Earth observation is the use of various technologies in satellites, aircraft, drones, and other instruments to collect information about the Earth’s surface, atmosphere, and environment. The data collected is analyzed for the study of Earth systems such as weather patterns, climate change, ecosystems, and natural disasters. The results of data analysis can be used for many applications such as environmental monitoring, urban planning, agriculture, and disaster response. Earth observation has become a valuable tool for scientists, policymakers, and businesses to make informed decisions about the environment.
How are data collected?
The most common methods used in data collection are:
- Remote satellite sensors that orbit the Earth. These satellites use different sensors to collect data and generate images that provide information about different wavelengths, infrared, visible light, and microwaves to detect clouds, vegetation, air humidity, pollution levels, etc.
- Aerial photography. With planes or drones equipped with cameras to capture high-resolution images. This technique is used to make maps, monitor changes in nature, and monitor land use.
- Ground-based measurements that provide information about environmental conditions locally: temperature, rainfall collection, water quality. The data collected from the ground can be validated with the data obtained from the satellites.
Image provided by ESA. Contains modified Copernicus Sentinel data (2022), processed by ESA, CC BY-SA 3.0 IGO
How is an algorithm for Earth observation constructed?
To build an algorithm for Earth observation, remote sensors, data analysis, and programming are needed, as well as a deep understanding of the problem being addressed. Generally, the following steps are followed:
- Define the problem to which the algorithm is directed. For example, see the changes that occur in the poles to know how they are melting.
- Data collection provided by satellite images.
- Data processing to obtain those that provide valid information and discard those that do not serve, either due to sensor noise or atmospheric interference. For example, a sky with many clouds that does not allow information.
- Identify the area being addressed. Spatially locate the place where the analysis is to be carried out.
- Algorithm development. With identified patterns and their changes over time. This is generally done with machine learning or other statistical techniques that extract relevant information.

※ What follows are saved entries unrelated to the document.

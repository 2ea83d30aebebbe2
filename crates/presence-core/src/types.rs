use chrono::{DateTime, Local, TimeZone};
use serde::{Deserialize, Serialize};
use std::fmt;
use uuid::Uuid;

/// Bounding box for a detected face, in frame pixel coordinates.
#[derive(Debug, Clone, Copy, PartialEq, Serialize, Deserialize)]
pub struct BoundingBox {
    pub x: f32,
    pub y: f32,
    pub width: f32,
    pub height: f32,
}

impl BoundingBox {
    pub fn area(&self) -> f32 {
        self.width.max(0.0) * self.height.max(0.0)
    }

    /// Intersection over union with another box, in [0, 1].
    pub fn iou(&self, other: &BoundingBox) -> f32 {
        let x1 = self.x.max(other.x);
        let y1 = self.y.max(other.y);
        let x2 = (self.x + self.width).min(other.x + other.width);
        let y2 = (self.y + self.height).min(other.y + other.height);

        let inter = (x2 - x1).max(0.0) * (y2 - y1).max(0.0);
        let union = self.area() + other.area() - inter;

        if union > 0.0 { inter / union } else { 0.0 }
    }
}

/// A registered person. Unique by `external_id` (the roll number).
#[derive(Debug, Clone, PartialEq, Eq, Hash, Serialize, Deserialize)]
pub struct Identity {
    pub name: String,
    pub external_id: i64,
}

impl Identity {
    pub fn new(name: impl Into<String>, external_id: i64) -> Self {
        Self {
            name: name.into(),
            external_id,
        }
    }
}

/// Resolver verdict for one detected face.
#[derive(Debug, Clone, PartialEq, Eq, Serialize, Deserialize)]
pub enum FaceIdentity {
    Known(Identity),
    Unknown,
}

/// Stable key for a face track across consecutive frames.
#[derive(Debug, Clone, PartialEq, Eq, Hash, PartialOrd, Ord, Serialize, Deserialize)]
pub struct TrackId(pub String);

impl fmt::Display for TrackId {
    fn fmt(&self, f: &mut fmt::Formatter<'_>) -> fmt::Result {
        f.pad(&self.0)
    }
}

impl From<&str> for TrackId {
    fn from(s: &str) -> Self {
        Self(s.to_string())
    }
}

/// One face as reported by the identity resolver, before track association.
#[derive(Debug, Clone, PartialEq)]
pub struct Detection {
    pub bounding_box: BoundingBox,
    pub identity: FaceIdentity,
    pub confidence: f32,
}

/// One identity-or-unknown reading for one detected face in one processed frame.
#[derive(Debug, Clone, PartialEq)]
pub struct Observation {
    pub track_id: TrackId,
    pub identity: FaceIdentity,
    pub bounding_box: BoundingBox,
    pub confidence: f32,
    /// Frame timestamp in milliseconds; the engine's notion of "now".
    pub timestamp_ms: i64,
}

#[derive(Debug, Clone, Copy, PartialEq, Eq, Hash, Serialize, Deserialize)]
pub enum EventType {
    Entry,
    Exit,
}

impl EventType {
    /// The type that follows this one in the entry/exit alternation.
    pub fn toggled(self) -> Self {
        match self {
            EventType::Entry => EventType::Exit,
            EventType::Exit => EventType::Entry,
        }
    }

    pub fn as_str(self) -> &'static str {
        match self {
            EventType::Entry => "Entry",
            EventType::Exit => "Exit",
        }
    }
}

impl fmt::Display for EventType {
    fn fmt(&self, f: &mut fmt::Formatter<'_>) -> fmt::Result {
        f.pad(self.as_str())
    }
}

impl std::str::FromStr for EventType {
    type Err = String;

    fn from_str(s: &str) -> Result<Self, Self::Err> {
        match s {
            "Entry" => Ok(EventType::Entry),
            "Exit" => Ok(EventType::Exit),
            other => Err(format!("unknown event type: {other}")),
        }
    }
}

/// How the identity behind an event was established.
#[derive(Debug, Clone, Copy, PartialEq, Eq, Hash, Serialize, Deserialize)]
pub enum Method {
    Recognition,
    ManualId,
}

impl Method {
    pub fn as_str(self) -> &'static str {
        match self {
            Method::Recognition => "Recognition",
            Method::ManualId => "ManualId",
        }
    }
}

impl fmt::Display for Method {
    fn fmt(&self, f: &mut fmt::Formatter<'_>) -> fmt::Result {
        f.pad(self.as_str())
    }
}

impl std::str::FromStr for Method {
    type Err = String;

    fn from_str(s: &str) -> Result<Self, Self::Err> {
        match s {
            "Recognition" => Ok(Method::Recognition),
            "ManualId" => Ok(Method::ManualId),
            other => Err(format!("unknown method: {other}")),
        }
    }
}

/// Per-identity toggle state. Created on the first accepted event.
#[derive(Debug, Clone, Copy, PartialEq, Eq)]
pub struct PresenceState {
    pub last_event_time_ms: i64,
    pub last_event_type: EventType,
}

/// An accepted attendance event. Immutable once created.
#[derive(Debug, Clone, PartialEq, Serialize, Deserialize)]
pub struct PresenceEvent {
    pub id: Uuid,
    pub identity: Identity,
    pub roll_number: i64,
    pub event_type: EventType,
    pub method: Method,
    pub timestamp_ms: i64,
}

impl PresenceEvent {
    pub fn new(
        identity: Identity,
        roll_number: i64,
        event_type: EventType,
        method: Method,
        timestamp_ms: i64,
    ) -> Self {
        Self {
            id: Uuid::new_v4(),
            identity,
            roll_number,
            event_type,
            method,
            timestamp_ms,
        }
    }

    /// Event time in the local timezone, used for the date/time record columns.
    pub fn local_time(&self) -> DateTime<Local> {
        Local
            .timestamp_millis_opt(self.timestamp_ms)
            .single()
            .unwrap_or_else(Local::now)
    }

    /// Notification text announced for this event.
    pub fn announcement(&self) -> String {
        format!("{} successful: {}", self.event_type, self.identity.name)
    }
}
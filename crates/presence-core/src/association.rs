//! Track association — stable track ids for faces across consecutive frames.
//!
//! Boxes are matched greedily to the live track with the highest IoU above
//! a threshold. Tracks not seen within `max_track_age_ms` expire.

use crate::types::{BoundingBox, TrackId};
use serde::Deserialize;

const DEFAULT_IOU_THRESHOLD: f32 = 0.3;
const DEFAULT_MAX_TRACK_AGE_MS: i64 = 1_500;

/// Assigns a track id to every box of one frame.
pub trait TrackAssociator {
    /// Returns one id per input box, in input order. Ids are unique within a frame.
    fn associate(&mut self, boxes: &[BoundingBox], timestamp_ms: i64) -> Vec<TrackId>;
}

#[derive(Debug, Clone, Copy, Deserialize)]
#[serde(default)]
pub struct AssociationConfig {
    pub iou_threshold: f32,
    pub max_track_age_ms: i64,
}

impl Default for AssociationConfig {
    fn default() -> Self {
        Self {
            iou_threshold: DEFAULT_IOU_THRESHOLD,
            max_track_age_ms: DEFAULT_MAX_TRACK_AGE_MS,
        }
    }
}

#[derive(Debug, Clone)]
struct LiveTrack {
    id: TrackId,
    bbox: BoundingBox,
    last_seen_ms: i64,
}

#[derive(Debug, Default)]
pub struct IouTrackAssociator {
    config: AssociationConfig,
    tracks: Vec<LiveTrack>,
    next_id: u64,
}

impl IouTrackAssociator {
    pub fn new(config: AssociationConfig) -> Self {
        Self {
            config,
            tracks: Vec::new(),
            next_id: 0,
        }
    }

    pub fn live_tracks(&self) -> usize {
        self.tracks.len()
    }

    fn mint(&mut self) -> TrackId {
        self.next_id += 1;
        TrackId(format!("t{}", self.next_id))
    }
}

impl TrackAssociator for IouTrackAssociator {
    fn associate(&mut self, boxes: &[BoundingBox], timestamp_ms: i64) -> Vec<TrackId> {
        let max_age = self.config.max_track_age_ms;
        self.tracks
            .retain(|t| timestamp_ms.saturating_sub(t.last_seen_ms) <= max_age);

        // All (track, box) pairs above threshold, best overlap first.
        let mut candidates: Vec<(usize, usize, f32)> = Vec::new();
        for (ti, track) in self.tracks.iter().enumerate() {
            for (bi, bbox) in boxes.iter().enumerate() {
                let iou = track.bbox.iou(bbox);
                if iou >= self.config.iou_threshold {
                    candidates.push((ti, bi, iou));
                }
            }
        }
        candidates.sort_by(|a, b| b.2.total_cmp(&a.2));

        let mut assigned: Vec<Option<usize>> = vec![None; boxes.len()];
        let mut track_taken = vec![false; self.tracks.len()];
        for (ti, bi, _) in candidates {
            if track_taken[ti] || assigned[bi].is_some() {
                continue;
            }
            track_taken[ti] = true;
            assigned[bi] = Some(ti);
        }

        let mut ids = Vec::with_capacity(boxes.len());
        for (bi, bbox) in boxes.iter().enumerate() {
            match assigned[bi] {
                Some(ti) => {
                    let track = &mut self.tracks[ti];
                    track.bbox = *bbox;
                    track.last_seen_ms = timestamp_ms;
                    ids.push(track.id.clone());
                }
                None => {
                    let id = self.mint();
                    self.tracks.push(LiveTrack {
                        id: id.clone(),
                        bbox: *bbox,
                        last_seen_ms: timestamp_ms,
                    });
                    ids.push(id);
                }
            }
        }

        tracing::trace!(boxes = boxes.len(), live = self.tracks.len(), "associated frame");
        ids
    }
}
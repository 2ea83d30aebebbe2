//! Registered identities (people with a biometric template on file).

use crate::{open_connection, StoreError};
use presence_core::{Identity, RosterError, RosterProvider};
use rusqlite::{params, Connection, OptionalExtension};
use std::path::Path;

pub struct SqliteRoster {
    conn: Connection,
}

impl SqliteRoster {
    pub fn open(path: impl AsRef<Path>) -> Result<Self, StoreError> {
        let roster = Self {
            conn: open_connection(path.as_ref())?,
        };
        roster.init_schema()?;
        Ok(roster)
    }

    pub fn open_in_memory() -> Result<Self, StoreError> {
        let roster = Self {
            conn: Connection::open_in_memory()?,
        };
        roster.init_schema()?;
        Ok(roster)
    }

    fn init_schema(&self) -> Result<(), StoreError> {
        self.conn.execute(
            "CREATE TABLE IF NOT EXISTS identities (
                external_id INTEGER PRIMARY KEY,
                name TEXT NOT NULL,
                registered_at TEXT NOT NULL
            )",
            [],
        )?;
        Ok(())
    }

    pub fn identities(&self) -> Result<Vec<Identity>, StoreError> {
        let mut stmt = self
            .conn
            .prepare("SELECT name, external_id FROM identities ORDER BY external_id")?;
        let identities = stmt
            .query_map([], |row| Ok(Identity::new(row.get::<_, String>(0)?, row.get(1)?)))?
            .collect::<Result<Vec<_>, _>>()?;
        Ok(identities)
    }

    pub fn get(&self, external_id: i64) -> Result<Option<Identity>, StoreError> {
        let identity = self
            .conn
            .query_row(
                "SELECT name, external_id FROM identities WHERE external_id = ?1",
                params![external_id],
                |row| Ok(Identity::new(row.get::<_, String>(0)?, row.get(1)?)),
            )
            .optional()?;
        Ok(identity)
    }

    /// Insert `identity` unless its id is taken. Returns `false` if it was already present.
    pub fn add(&self, identity: &Identity) -> Result<bool, StoreError> {
        let inserted = self.conn.execute(
            "INSERT INTO identities (external_id, name, registered_at)
             VALUES (?1, ?2, ?3)
             ON CONFLICT(external_id) DO NOTHING",
            params![
                identity.external_id,
                identity.name,
                chrono::Local::now().to_rfc3339()
            ],
        )?;
        Ok(inserted > 0)
    }
}

fn backend(e: StoreError) -> RosterError {
    RosterError::Backend(e.to_string())
}

impl RosterProvider for SqliteRoster {
    fn list_registered_identities(&self) -> Result<Vec<Identity>, RosterError> {
        self.identities().map_err(backend)
    }

    fn find(&self, external_id: i64) -> Result<Option<Identity>, RosterError> {
        self.get(external_id).map_err(backend)
    }

    fn register(&self, identity: &Identity) -> Result<(), RosterError> {
        if self.add(identity).map_err(backend)? {
            tracing::info!(name = %identity.name, external_id = identity.external_id, "identity registered");
            return Ok(());
        }
        match self.get(identity.external_id).map_err(backend)? {
            Some(existing) if existing.name != identity.name => {
                Err(RosterError::Conflict(identity.external_id))
            }
            _ => Ok(()),
        }
    }
}
//! Notification backends: an external text-to-speech command, or the log.

use presence_core::{NotificationBackend, NotificationError};
use std::process::Stdio;
use tokio::process::Command;

/// Runs `program args... <text>` once per message and waits for it to finish.
///
/// The child is killed if the call is cancelled, so a timed-out utterance
/// stops instead of talking over the next one.
pub struct CommandBackend {
    program: String,
    args: Vec<String>,
}

impl CommandBackend {
    /// Split a command line such as `espeak -s 150` on whitespace.
    pub fn parse(command_line: &str) -> Option<Self> {
        let mut parts = command_line.split_whitespace().map(str::to_string);
        let program = parts.next()?;
        Some(Self {
            program,
            args: parts.collect(),
        })
    }

    pub fn program(&self) -> &str {
        &self.program
    }
}

impl NotificationBackend for CommandBackend {
    async fn speak(&self, text: &str) -> Result<(), NotificationError> {
        let mut child = Command::new(&self.program)
            .args(&self.args)
            .arg(text)
            .stdin(Stdio::null())
            .stdout(Stdio::null())
            .kill_on_drop(true)
            .spawn()
            .map_err(|e| NotificationError::Backend(format!("{}: {e}", self.program)))?;
        let status = child
            .wait()
            .await
            .map_err(|e| NotificationError::Backend(format!("{}: {e}", self.program)))?;
        if status.success() {
            Ok(())
        } else {
            Err(NotificationError::Backend(format!("{} exited with {status}", self.program)))
        }
    }
}

/// Writes notifications to the log when no speech command is configured.
pub struct LogBackend;

impl NotificationBackend for LogBackend {
    async fn speak(&self, text: &str) -> Result<(), NotificationError> {
        tracing::info!(text, "notification");
        Ok(())
    }
}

- Validation. This is done by comparing with other independent information on the topic to verify the results.
- Implementation. The results of processing and analysis are integrated into software tools or automation and analysis systems.
Image provided by ESA. contains modified Copernicus Sentinel data (2019), processed by ESA, CC BY-SA 3.0 IGO
What is the future of Earth observation?
It is very promising and is becoming increasingly important to solve many of the existing globalproblems. Scientific development occurs in various sectors:
- New sensors and increasingly sophisticated technologies that capture data with higher resolution and precision. Machine learning and artificial intelligence techniques are applied to obtain reliable data.
- Data processing. New techniques are needed for storing, processing, and analyzing large volumes of data to access Earth observation information.
- Integration with other sources to obtain a broader understanding of environmental problems and their impact on human populations.
- International collaboration to share acquired knowledge to support efforts and find global solutions for a sustainable world.
What does Klepsydra do regarding Earth Observation?
Earth Observation (EO) satellites require a suite of applications to perform their mission successfully. The most critical application is data acquisition and processing, which includes collecting and processing data obtained by the satellite’s sensors.
SAR sensors are a type of active remote sensing system that uses radio waves to produce images of the Earth’s surface. On the other hand, Hyperspectral cameras are imaging devices that can capture data across a broad range of electromagnetic wavelengths, including both visible and non-visible parts of the spectrum. Compared to traditional cameras that capture data across only three color channels (red, green, and blue), Hyperspectral cameras can provide a more detailed and
comprehensive view of a scene.
Klepsydra enables the processing of large volumes of data produced by SAR sensors and Hyperspectral cameras used in Earth observation satellites, using artificial intelligence techniques.